There may be cases, I recognize, where the Court cannot confidently ascertain whether a differential method of taxation imposes a greater burden upon the press than a generally applicable tax. In these circumstances, I too may be unwilling to entrust freedom of the press to uncertain economic proof. But, as Justice Rehnquist clearly shows, post, at 597-598, this is not such a case. Since it is plainly evident that Minneapolis Star is not disadvantaged and is almost certainly benefited by a use tax vis-á-vis a sales tax, I cannot agree that the First Amendment forbids a State to choose one method of taxation over another.

 See, e. g., Alaska v. Arctic Maid, 366 U. S. 199 (1961) (Alaska occupational tax collected from freezer ships at rate of 4% of value of salmon not discriminatory because Alaskan canneries pay a 6% tax on the value of salmon obtained for canning).
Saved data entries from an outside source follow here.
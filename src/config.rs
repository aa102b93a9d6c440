//! Configuration file parser for ~/.config/feedsync/config.toml.
//!
//! The config file is optional: a missing or empty file yields
//! `Config::default()`. Unknown keys are accepted but logged as warnings.
use serde::Deserialize;
use std::path::{Path, PathBuf};
use std::time::Duration;
use thiserror::Error;

use crate::feed::FetcherConfig;

// ============================================================================
// Error Types
// ============================================================================

#[derive(Debug, Error)]
pub enum ConfigError {
    #[error("Failed to read config file: {0}")]
    Io(#[from] std::io::Error),

    #[error("Invalid TOML in config file: {0}")]
    Parse(#[from] toml::de::Error),

    #[error("Config file too large: {0}")]
    TooLarge(String),
}

// ============================================================================
// Configuration
// ============================================================================

/// Top-level configuration.
///
/// Every key is optional; missing keys fall back to `Config::default()`.
#[derive(Debug, Clone, PartialEq, Eq, Deserialize)]
#[serde(default)]
pub struct Config {
    /// SQLite file; defaults to `feeds.db` next to the config file
    pub database_path: Option<PathBuf>,

    pub request_timeout_secs: u64,

    /// Retries after the first attempt for 429/5xx responses
    pub max_retries: u32,

    /// First backoff delay; doubled on every retry
    pub retry_base_delay_ms: u64,

    pub max_feed_size_bytes: usize,

    pub user_agent: String,
}

impl Default for Config {
    fn default() -> Self {
        let fetcher = FetcherConfig::default();
        Self {
            database_path: None,
            request_timeout_secs: fetcher.request_timeout.as_secs(),
            max_retries: fetcher.max_retries,
            retry_base_delay_ms: fetcher.retry_base_delay.as_millis() as u64,
            max_feed_size_bytes: fetcher.max_feed_size,
            user_agent: fetcher.user_agent,
        }
    }
}

impl Config {
    /// Maximum config file size (1 MB).
    const MAX_FILE_SIZE: u64 = 1_048_576;

    const KNOWN_KEYS: [&'static str; 6] = [
        "database_path",
        "request_timeout_secs",
        "max_retries",
        "retry_base_delay_ms",
        "max_feed_size_bytes",
        "user_agent",
    ];

    /// Load configuration from a TOML file.
    ///
    /// - Missing file → `Ok(Config::default())`
    /// - Empty file → `Ok(Config::default())`
    /// - Invalid TOML → `Err(ConfigError::Parse)` with line number info
    /// - Unknown keys → accepted, logged as warning
    pub fn load(path: &Path) -> Result<Self, ConfigError> {
        match std::fs::metadata(path) {
            Ok(meta) if meta.len() > Self::MAX_FILE_SIZE => {
                return Err(ConfigError::TooLarge(format!(
                    "Config file is {} bytes (max {} bytes)",
                    meta.len(),
                    Self::MAX_FILE_SIZE
                )));
            }
            Err(e) if e.kind() == std::io::ErrorKind::NotFound => {
                tracing::debug!(path = %path.display(), "No config file found, using defaults");
                return Ok(Self::default());
            }
            Err(e) => return Err(ConfigError::Io(e)),
            Ok(_) => {}
        }

        let content = match std::fs::read_to_string(path) {
            Ok(c) => c,
            Err(e) if e.kind() == std::io::ErrorKind::NotFound => {
                // Deleted between metadata and read
                tracing::debug!(path = %path.display(), "Config file disappeared, using defaults");
                return Ok(Self::default());
            }
            Err(e) => return Err(ConfigError::Io(e)),
        };

        if content.trim().is_empty() {
            tracing::debug!(path = %path.display(), "Config file is empty, using defaults");
            return Ok(Self::default());
        }

        if let Ok(raw) = content.parse::<toml::Table>() {
            for key in raw.keys() {
                if !Self::KNOWN_KEYS.contains(&key.as_str()) {
                    tracing::warn!(key = %key, "Unknown key in config file, ignoring");
                }
            }
        }

        let config: Config = toml::from_str(&content)?;
        tracing::info!(path = %path.display(), "Loaded configuration");
        Ok(config)
    }

    /// Database location, falling back to `feeds.db` inside `config_dir`
    pub fn database_path(&self, config_dir: &Path) -> PathBuf {
        self.database_path
            .clone()
            .unwrap_or_else(|| config_dir.join("feeds.db"))
    }

    pub fn fetcher_config(&self) -> FetcherConfig {
        FetcherConfig {
            request_timeout: Duration::from_secs(self.request_timeout_secs),
            max_retries: self.max_retries,
            retry_base_delay: Duration::from_millis(self.retry_base_delay_ms),
            max_feed_size: self.max_feed_size_bytes,
            user_agent: self.user_agent.clone(),
        }
    }
}

// ============================================================================
// Tests
// ============================================================================
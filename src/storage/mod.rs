//! SQLite persistence for feeds, articles and pins.
//!
//! [`Database`] is a cloneable handle over an `sqlx` pool. Queries live in
//! per-table modules as inherent methods; multi-statement writes that must be
//! all-or-nothing (a feed refresh, a feed registration) run in one transaction.

mod articles;
mod feeds;
mod pins;
mod schema;
mod types;

pub use schema::Database;
pub use types::{
    Article, ArticleUpdate, DatabaseError, ExistingArticle, Feed, FeedArticleCounts, NewArticle,
};
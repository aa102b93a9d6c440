//! URL helpers shared by registration and feed parsing.

mod links;

pub use links::{resolve_link, validate_feed_url, UrlValidationError};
 See Norfolk & Western R. Co. v. Missouri State Tax Comm’n, 390 U. S. 317, 329 (1968) (holding property tax on rolling stock based on a mileage formula violated due process) (“[W]hen a taxpayer comes forward with strong evidence tending to prove that the mileage formula will yield a grossly distorted result in a particular case, the State is obliged to counter that evidence . . .”); Great Northern R. Co.v. Minnesota, 278 U. S. 503, 509 (1929) (“We find nothing in the record to indicate that the tax under consideration, plus that already collected, exceeds ‘what would be legitimate as an ordinary tax on the property valued as part of a going concern, [or is] relatively higher than the taxes on other kinds of property.’ Pullman Co. v. Richardson, 261 U. S. 330, 339”). See also Pullman Co. v. Richardson, 261 U. S. 330, 339 (1923); Cudahy Packing Co. v. Minnesota, 246 U. S. 450, 453-455 (1918); United States Express Co. v. Minnesota, 223 U. S. 335 (1912); Galveston, H. & S. A. R. Co. v. Texas, 210 U. S. 217 (1908).

 In Henneford, a 2% tax was imposed on the privilege of using products coming from other States. Excepted from the tax was any property, the sale or use of which had already been subjected to an equal or greater tax. The Court, speaking through Justice Cardozo, upheld the use tax, noting that “[w]hen the account is made up, the stranger from afar is subject to no greater burdens as a consequence of ownership than the dweller within the gates.” 300 U. S., at 583-584. See also Halliburton Oil Well Cementing Co. v. Reily, 373 U. S. 64 (1963) (holding use tax burden went beyond sales tax and constituted invalid discriminatory burden on commerce); Scripto v. Carson, 362 U. S. 207 (1960) (upholding use tax as complement to sales tax).